## Description of the task
What is the number of lines below that include "recommender"? Give that number alone.

+---+

use chrono::{DateTime, Utc};
use serde::{Deserialize, Serialize};
use uuid::Uuid;

use super::Difficulty;

/// Telemetry of one finished quiz attempt, the full input of the
/// recommendation engine.
#[derive(Debug, Clone)]
pub struct QuizTelemetry {
    pub topic: String,
    pub correct_count: u32,
    pub total_questions: u32,
    pub total_time: f64,
    pub correctness: Vec<bool>,
}

/// One ranked course with its human-readable justification. Internal rank
/// scores are stripped before this leaves the engine.
#[derive(Debug, Clone, Serialize, Deserialize)]
pub struct RecommendedCourse {
    pub course_id: Uuid,
    pub title: String,
    pub topic: String,
    pub difficulty: Difficulty,
    pub description: String,
    pub url: String,
    pub why_recommended: String,
}

/// Immutable snapshot of the ranked list produced at attempt finalization.
/// Multiple records may exist for retries of a topic; the latest is
/// authoritative.
#[derive(Debug, Clone, Serialize, Deserialize)]
pub struct RecommendationRecord {
    pub id: Uuid,
    pub attempt_id: Uuid,
    pub courses: Vec<RecommendedCourse>,
    /// True when the heuristic fallback produced the list.
    pub degraded: bool,
    pub created_at: DateTime<Utc>,
}
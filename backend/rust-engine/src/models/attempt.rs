use chrono::{DateTime, Utc};
use serde::{Deserialize, Serialize};
use uuid::Uuid;

use super::{Difficulty, PublicQuestion, SkillLevel};
use crate::models::recommendation::RecommendedCourse;

/// One run of the adaptive quiz for a learner on a topic.
///
/// Created at session start, mutated by each accepted answer, immutable once
/// `finished_at` is set.
#[derive(Debug, Clone, Serialize, Deserialize)]
pub struct AssessmentAttempt {
    pub id: Uuid,
    pub learner_id: Uuid,
    pub topic: String,
    pub course_id: Option<Uuid>,
    pub started_at: DateTime<Utc>,
    pub finished_at: Option<DateTime<Utc>>,
    pub current_difficulty: Difficulty,
    /// Target question count; shrinks only on early termination.
    pub total_questions: u32,
    pub correct_count: u32,
    pub total_time: f64,
    pub score: f64,
    pub predicted_level: SkillLevel,
    /// Learner's stored level when the attempt was created.
    pub level_at_start: SkillLevel,
}

impl AssessmentAttempt {
    pub fn is_finished(&self) -> bool {
        self.finished_at.is_some()
    }

    pub fn status(&self, answered_count: usize) -> AttemptStatus {
        if self.is_finished() {
            AttemptStatus::Finished
        } else if answered_count == 0 {
            AttemptStatus::Started
        } else {
            AttemptStatus::InProgress
        }
    }
}

#[derive(Debug, Clone, Copy, PartialEq, Eq, Serialize, Deserialize)]
#[serde(rename_all = "snake_case")]
pub enum AttemptStatus {
    Started,
    InProgress,
    Finished,
}

/// One accepted answer. At most one exists per (attempt, question) pair.
#[derive(Debug, Clone, Serialize, Deserialize)]
pub struct AssessmentAnswer {
    pub id: Uuid,
    pub attempt_id: Uuid,
    pub question_id: Uuid,
    pub selected_option: char,
    pub is_correct: bool,
    pub time_spent: f64,
    pub submitted_at: DateTime<Utc>,
}

#[derive(Debug, Clone, Copy, Serialize, Deserialize)]
pub struct Progress {
    /// 1-based index of the question currently outstanding.
    pub index: u32,
    pub total: u32,
}

#[derive(Debug, Clone, Serialize)]
pub struct StartAttemptResponse {
    pub attempt_id: Uuid,
    pub question: PublicQuestion,
    pub progress: Progress,
    pub current_level: SkillLevel,
}

/// Result of one answer submission: either the next question or the
/// finalized attempt summary.
#[derive(Debug, Clone, Serialize)]
#[serde(tag = "status", rename_all = "snake_case")]
pub enum SubmitAnswerOutcome {
    Next {
        is_correct: bool,
        new_difficulty: Difficulty,
        next_question: PublicQuestion,
        progress: Progress,
    },
    Finished {
        score: f64,
        level: SkillLevel,
        recommended_courses: Vec<RecommendedCourse>,
    },
}

impl SubmitAnswerOutcome {
    pub fn is_done(&self) -> bool {
        matches!(self, SubmitAnswerOutcome::Finished { .. })
    }
}

#[derive(Debug, Clone, Serialize)]
pub struct AttemptResult {
    pub score: f64,
    pub level: SkillLevel,
    pub recommended_courses: Vec<RecommendedCourse>,
}
//! Tokio-`RwLock` reference implementation of the persistence contracts.
//! Used by the test suite and by embedders that do not bring a database.

use async_trait::async_trait;
use std::collections::HashMap;
use tokio::sync::RwLock;
use uuid::Uuid;

use crate::error::EngineResult;
use crate::models::{
    AssessmentAnswer, AssessmentAttempt, Course, CourseProgress, FinalAssessmentAttempt,
    LearnerProfile, Question, RecommendationRecord, Roadmap, SkillLevel,
};

use super::{
    AttemptStore, CatalogStore, ProfileStore, ProgressStore, RecommendationStore, RoadmapStore,
};

#[derive(Default)]
pub struct InMemoryStore {
    questions: RwLock<Vec<Question>>,
    courses: RwLock<Vec<Course>>,
    profiles: RwLock<HashMap<Uuid, LearnerProfile>>,
    attempts: RwLock<HashMap<Uuid, AssessmentAttempt>>,
    answers: RwLock<Vec<AssessmentAnswer>>,
    records: RwLock<Vec<RecommendationRecord>>,
    roadmaps: RwLock<Vec<Roadmap>>,
    final_attempts: RwLock<Vec<FinalAssessmentAttempt>>,
    progress: RwLock<HashMap<(Uuid, Uuid), CourseProgress>>,
}

impl InMemoryStore {
    pub fn new() -> Self {
        Self::default()
    }

    pub async fn seed_question(&self, question: Question) {
        self.questions.write().await.push(question);
    }

    pub async fn seed_course(&self, course: Course) {
        self.courses.write().await.push(course);
    }

    pub async fn seed_profile(&self, profile: LearnerProfile) {
        self.profiles.write().await.insert(profile.id, profile);
    }
}

#[async_trait]
impl CatalogStore for InMemoryStore {
    async fn question(&self, id: Uuid) -> EngineResult<Option<Question>> {
        Ok(self
            .questions
            .read()
            .await
            .iter()
            .find(|q| q.id == id)
            .cloned())
    }

    async fn questions_by_topic(&self, topic: &str) -> EngineResult<Vec<Question>> {
        Ok(self
            .questions
            .read()
            .await
            .iter()
            .filter(|q| q.topic.eq_ignore_ascii_case(topic))
            .cloned()
            .collect())
    }

    async fn course(&self, id: Uuid) -> EngineResult<Option<Course>> {
        Ok(self
            .courses
            .read()
            .await
            .iter()
            .find(|c| c.id == id)
            .cloned())
    }

    async fn courses(&self) -> EngineResult<Vec<Course>> {
        Ok(self.courses.read().await.clone())
    }
}

#[async_trait]
impl ProfileStore for InMemoryStore {
    async fn profile(&self, learner_id: Uuid) -> EngineResult<Option<LearnerProfile>> {
        Ok(self.profiles.read().await.get(&learner_id).cloned())
    }

    async fn set_level(&self, learner_id: Uuid, level: SkillLevel) -> EngineResult<()> {
        if let Some(profile) = self.profiles.write().await.get_mut(&learner_id) {
            profile.current_level = level;
        }
        Ok(())
    }
}

#[async_trait]
impl AttemptStore for InMemoryStore {
    async fn insert_attempt(&self, attempt: &AssessmentAttempt) -> EngineResult<()> {
        self.attempts
            .write()
            .await
            .insert(attempt.id, attempt.clone());
        Ok(())
    }

    async fn attempt(&self, id: Uuid) -> EngineResult<Option<AssessmentAttempt>> {
        Ok(self.attempts.read().await.get(&id).cloned())
    }

    async fn update_attempt(&self, attempt: &AssessmentAttempt) -> EngineResult<()> {
        self.attempts
            .write()
            .await
            .insert(attempt.id, attempt.clone());
        Ok(())
    }

    async fn insert_answer(&self, answer: &AssessmentAnswer) -> EngineResult<()> {
        self.answers.write().await.push(answer.clone());
        Ok(())
    }

    async fn answers(&self, attempt_id: Uuid) -> EngineResult<Vec<AssessmentAnswer>> {
        Ok(self
            .answers
            .read()
            .await
            .iter()
            .filter(|a| a.attempt_id == attempt_id)
            .cloned()
            .collect())
    }

    async fn latest_finished_for_course(
        &self,
        learner_id: Uuid,
        course_id: Uuid,
    ) -> EngineResult<Option<AssessmentAttempt>> {
        Ok(self
            .attempts
            .read()
            .await
            .values()
            .filter(|a| {
                a.learner_id == learner_id
                    && a.course_id == Some(course_id)
                    && a.finished_at.is_some()
            })
            .max_by_key(|a| a.finished_at)
            .cloned())
    }
}

#[async_trait]
impl RecommendationStore for InMemoryStore {
    async fn insert_record(&self, record: &RecommendationRecord) -> EngineResult<()> {
        self.records.write().await.push(record.clone());
        Ok(())
    }

    async fn latest_for_attempt(
        &self,
        attempt_id: Uuid,
    ) -> EngineResult<Option<RecommendationRecord>> {
        Ok(self
            .records
            .read()
            .await
            .iter()
            .rev()
            .find(|r| r.attempt_id == attempt_id)
            .cloned())
    }
}

#[async_trait]
impl RoadmapStore for InMemoryStore {
    async fn find_by_signature(
        &self,
        learner_id: Uuid,
        course_id: Uuid,
        signature: &str,
    ) -> EngineResult<Option<Roadmap>> {
        Ok(self
            .roadmaps
            .read()
            .await
            .iter()
            .rev()
            .find(|r| {
                r.learner_id == learner_id && r.course_id == course_id && r.signature == signature
            })
            .cloned())
    }

    async fn latest_for_course(
        &self,
        learner_id: Uuid,
        course_id: Uuid,
    ) -> EngineResult<Option<Roadmap>> {
        Ok(self
            .roadmaps
            .read()
            .await
            .iter()
            .rev()
            .find(|r| r.learner_id == learner_id && r.course_id == course_id)
            .cloned())
    }

    async fn insert_roadmap(&self, roadmap: &Roadmap) -> EngineResult<()> {
        self.roadmaps.write().await.push(roadmap.clone());
        Ok(())
    }
}

#[async_trait]
impl ProgressStore for InMemoryStore {
    async fn insert_final_attempt(&self, attempt: &FinalAssessmentAttempt) -> EngineResult<()> {
        self.final_attempts.write().await.push(attempt.clone());
        Ok(())
    }

    async fn final_attempt_count(&self, learner_id: Uuid, course_id: Uuid) -> EngineResult<u32> {
        Ok(self
            .final_attempts
            .read()
            .await
            .iter()
            .filter(|a| a.learner_id == learner_id && a.course_id == course_id)
            .count() as u32)
    }

    async fn progress(
        &self,
        learner_id: Uuid,
        course_id: Uuid,
    ) -> EngineResult<Option<CourseProgress>> {
        Ok(self
            .progress
            .read()
            .await
            .get(&(learner_id, course_id))
            .cloned())
    }

    async fn upsert_progress(&self, progress: &CourseProgress) -> EngineResult<()> {
        self.progress
            .write()
            .await
            .insert((progress.learner_id, progress.course_id), progress.clone());
        Ok(())
    }
}
//! Lifecycle of one adaptive quiz attempt: STARTED -> IN_PROGRESS ->
//! FINISHED. Finalization computes the composite score, resolves the
//! recommendation, writes the level back onto the learner, and appends the
//! immutable recommendation snapshot.

use std::collections::{HashMap, HashSet};
use std::sync::Arc;

use chrono::Utc;
use tokio::sync::{Mutex, OwnedMutexGuard};
use uuid::Uuid;

use crate::config::Config;
use crate::error::{EngineError, EngineResult};
use crate::models::{
    AssessmentAnswer, AssessmentAttempt, AttemptResult, Difficulty, Progress, QuizTelemetry,
    RecommendationRecord, RecommendedCourse, SkillLevel, StartAttemptResponse,
    SubmitAnswerOutcome,
};
use crate::scoring::{composite_score, normalize_option};
use crate::services::recommendation_service::RecommendationService;
use crate::store::{AttemptStore, CatalogStore, ProfileStore, RecommendationStore};
use crate::utils::selection::pick_random;

/// Serializes answer and finalize operations per attempt so the duplicate
/// check and the finished check stay at-most-once under concurrency.
#[derive(Default)]
pub struct AttemptLocks {
    inner: Mutex<HashMap<Uuid, Arc<Mutex<()>>>>,
}

impl AttemptLocks {
    pub async fn acquire(&self, attempt_id: Uuid) -> OwnedMutexGuard<()> {
        let lock = {
            let mut map = self.inner.lock().await;
            map.entry(attempt_id).or_default().clone()
        };
        lock.lock_owned().await
    }

    /// Evicts a finished attempt's entry so the map does not grow for the
    /// process lifetime. Waiters already queued hold their own `Arc` clone
    /// and drain against the finished-attempt check.
    pub async fn release(&self, attempt_id: Uuid) {
        self.inner.lock().await.remove(&attempt_id);
    }
}

pub struct AssessmentService {
    config: Config,
    catalog: Arc<dyn CatalogStore>,
    profiles: Arc<dyn ProfileStore>,
    attempts: Arc<dyn AttemptStore>,
    recommendations: Arc<dyn RecommendationStore>,
    recommender: RecommendationService,
    locks: Arc<AttemptLocks>,
}

impl AssessmentService {
    pub fn new(
        config: Config,
        catalog: Arc<dyn CatalogStore>,
        profiles: Arc<dyn ProfileStore>,
        attempts: Arc<dyn AttemptStore>,
        recommendations: Arc<dyn RecommendationStore>,
        recommender: RecommendationService,
        locks: Arc<AttemptLocks>,
    ) -> Self {
        Self {
            config,
            catalog,
            profiles,
            attempts,
            recommendations,
            recommender,
            locks,
        }
    }

    /// Opens an attempt for the course's topic with one random easy question
    /// outstanding.
    pub async fn start_attempt(
        &self,
        learner_id: Uuid,
        course_id: Uuid,
    ) -> EngineResult<StartAttemptResponse> {
        let profile = self
            .profiles
            .profile(learner_id)
            .await?
            .ok_or_else(|| EngineError::not_found("learner", learner_id))?;
        let course = self
            .catalog
            .course(course_id)
            .await?
            .ok_or_else(|| EngineError::not_found("course", course_id))?;

        let pool: Vec<_> = self
            .catalog
            .questions_by_topic(&course.topic)
            .await?
            .into_iter()
            .filter(|q| q.difficulty == Difficulty::Easy)
            .collect();
        let question = pick_random(&pool, &mut rand::rng())
            .ok_or_else(|| EngineError::not_found("questions for topic", &course.topic))?
            .clone();

        let attempt = AssessmentAttempt {
            id: Uuid::new_v4(),
            learner_id,
            topic: course.topic.clone(),
            course_id: Some(course_id),
            started_at: Utc::now(),
            finished_at: None,
            current_difficulty: Difficulty::Easy,
            total_questions: self.config.total_questions,
            correct_count: 0,
            total_time: 0.0,
            score: 0.0,
            predicted_level: profile.current_level,
            level_at_start: profile.current_level,
        };
        self.attempts.insert_attempt(&attempt).await?;

        tracing::info!(
            attempt = %attempt.id,
            learner = %learner_id,
            topic = %attempt.topic,
            "assessment attempt started"
        );

        Ok(StartAttemptResponse {
            attempt_id: attempt.id,
            question: question.public(),
            progress: Progress {
                index: 1,
                total: attempt.total_questions,
            },
            current_level: profile.current_level,
        })
    }

    /// Records one answer and either hands out the next question or
    /// finalizes the attempt.
    pub async fn submit_answer(
        &self,
        attempt_id: Uuid,
        question_id: Uuid,
        selected_option: &str,
        time_spent: f64,
    ) -> EngineResult<SubmitAnswerOutcome> {
        let _guard = self.locks.acquire(attempt_id).await;

        let mut attempt = self
            .attempts
            .attempt(attempt_id)
            .await?
            .ok_or_else(|| EngineError::not_found("attempt", attempt_id))?;
        if attempt.is_finished() {
            self.locks.release(attempt_id).await;
            return Err(EngineError::validation("Attempt has already finished."));
        }

        let question = self
            .catalog
            .question(question_id)
            .await?
            .ok_or_else(|| EngineError::not_found("question", question_id))?;
        if !question.topic.eq_ignore_ascii_case(&attempt.topic) {
            return Err(EngineError::validation("Question topic mismatch."));
        }

        let selected = normalize_option(selected_option)
            .ok_or_else(|| EngineError::validation("Invalid selected option."))?;

        let prior = self.attempts.answers(attempt_id).await?;
        if prior.iter().any(|a| a.question_id == question_id) {
            return Err(EngineError::validation(
                "Question already answered in this attempt.",
            ));
        }

        let is_correct = selected == question.correct_option;
        let answer = AssessmentAnswer {
            id: Uuid::new_v4(),
            attempt_id,
            question_id,
            selected_option: selected,
            is_correct,
            time_spent,
            submitted_at: Utc::now(),
        };
        self.attempts.insert_answer(&answer).await?;

        if is_correct {
            attempt.correct_count += 1;
        }
        attempt.total_time += time_spent;
        attempt.current_difficulty = attempt.current_difficulty.adjust(is_correct);

        let mut correctness: Vec<bool> = prior.iter().map(|a| a.is_correct).collect();
        correctness.push(is_correct);
        let answered = correctness.len() as u32;

        if answered >= attempt.total_questions {
            let (score, level, courses) = self.finalize(&mut attempt, &correctness).await?;
            self.locks.release(attempt_id).await;
            return Ok(SubmitAnswerOutcome::Finished {
                score,
                level,
                recommended_courses: courses,
            });
        }

        self.attempts.update_attempt(&attempt).await?;

        // Next question at the new difficulty; any unanswered same-topic
        // question when that pool is spent.
        let topic_pool = self.catalog.questions_by_topic(&attempt.topic).await?;
        let answered_ids: HashSet<Uuid> = prior
            .iter()
            .map(|a| a.question_id)
            .chain(std::iter::once(question_id))
            .collect();
        let unanswered: Vec<_> = topic_pool
            .iter()
            .filter(|q| !answered_ids.contains(&q.id))
            .collect();
        let at_difficulty: Vec<_> = unanswered
            .iter()
            .copied()
            .filter(|q| q.difficulty == attempt.current_difficulty)
            .collect();

        let mut rng = rand::rng();
        let next = pick_random(&at_difficulty, &mut rng)
            .copied()
            .or_else(|| pick_random(&unanswered, &mut rng).copied());

        match next {
            Some(next_question) => Ok(SubmitAnswerOutcome::Next {
                is_correct,
                new_difficulty: attempt.current_difficulty,
                next_question: next_question.public(),
                progress: Progress {
                    index: answered + 1,
                    total: attempt.total_questions,
                },
            }),
            None => {
                // Question bank exhausted: defined early termination, the
                // target shrinks to what was actually answered.
                tracing::info!(
                    attempt = %attempt_id,
                    answered,
                    "question bank exhausted, finalizing attempt early"
                );
                attempt.total_questions = answered;
                let (score, level, courses) = self.finalize(&mut attempt, &correctness).await?;
                self.locks.release(attempt_id).await;
                Ok(SubmitAnswerOutcome::Finished {
                    score,
                    level,
                    recommended_courses: courses,
                })
            }
        }
    }

    pub async fn get_result(&self, attempt_id: Uuid) -> EngineResult<AttemptResult> {
        let attempt = self
            .attempts
            .attempt(attempt_id)
            .await?
            .ok_or_else(|| EngineError::not_found("attempt", attempt_id))?;
        let recommended_courses = self
            .recommendations
            .latest_for_attempt(attempt_id)
            .await?
            .map(|record| record.courses)
            .unwrap_or_default();
        Ok(AttemptResult {
            score: attempt.score,
            level: attempt.predicted_level,
            recommended_courses,
        })
    }

    async fn finalize(
        &self,
        attempt: &mut AssessmentAttempt,
        correctness: &[bool],
    ) -> EngineResult<(f64, SkillLevel, Vec<RecommendedCourse>)> {
        attempt.finished_at = Some(Utc::now());
        attempt.score = composite_score(
            attempt.correct_count,
            attempt.total_questions,
            attempt.total_time,
            correctness,
            self.config.target_time_per_question,
        );

        let telemetry = QuizTelemetry {
            topic: attempt.topic.clone(),
            correct_count: attempt.correct_count,
            total_questions: attempt.total_questions,
            total_time: attempt.total_time,
            correctness: correctness.to_vec(),
        };
        let recommendation = self.recommender.resolve(&telemetry, self.config.top_k).await?;
        let (level, courses, degraded) = recommendation.into_parts();

        attempt.predicted_level = level;
        self.attempts.update_attempt(attempt).await?;
        self.profiles.set_level(attempt.learner_id, level).await?;

        let record = RecommendationRecord {
            id: Uuid::new_v4(),
            attempt_id: attempt.id,
            courses: courses.clone(),
            degraded,
            created_at: Utc::now(),
        };
        self.recommendations.insert_record(&record).await?;

        tracing::info!(
            attempt = %attempt.id,
            score = attempt.score,
            level = %level,
            degraded,
            "assessment attempt finalized"
        );

        Ok((attempt.score, level, courses))
    }
}

#[cfg(test)]
mod tests {
    use super::*;

    #[tokio::test]
    async fn attempt_locks_evict_on_release() {
        let locks = AttemptLocks::default();
        let id = Uuid::new_v4();

        let guard = locks.acquire(id).await;
        assert_eq!(locks.inner.lock().await.len(), 1);
        drop(guard);

        locks.release(id).await;
        assert_eq!(locks.inner.lock().await.len(), 0);

        // A later acquire recreates the entry from scratch.
        let _guard = locks.acquire(id).await;
        assert_eq!(locks.inner.lock().await.len(), 1);
    }

    #[tokio::test]
    async fn release_of_unknown_attempt_is_a_no_op() {
        let locks = AttemptLocks::default();
        locks.release(Uuid::new_v4()).await;
        assert!(locks.inner.lock().await.is_empty());
    }
}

+---+

## Task response
4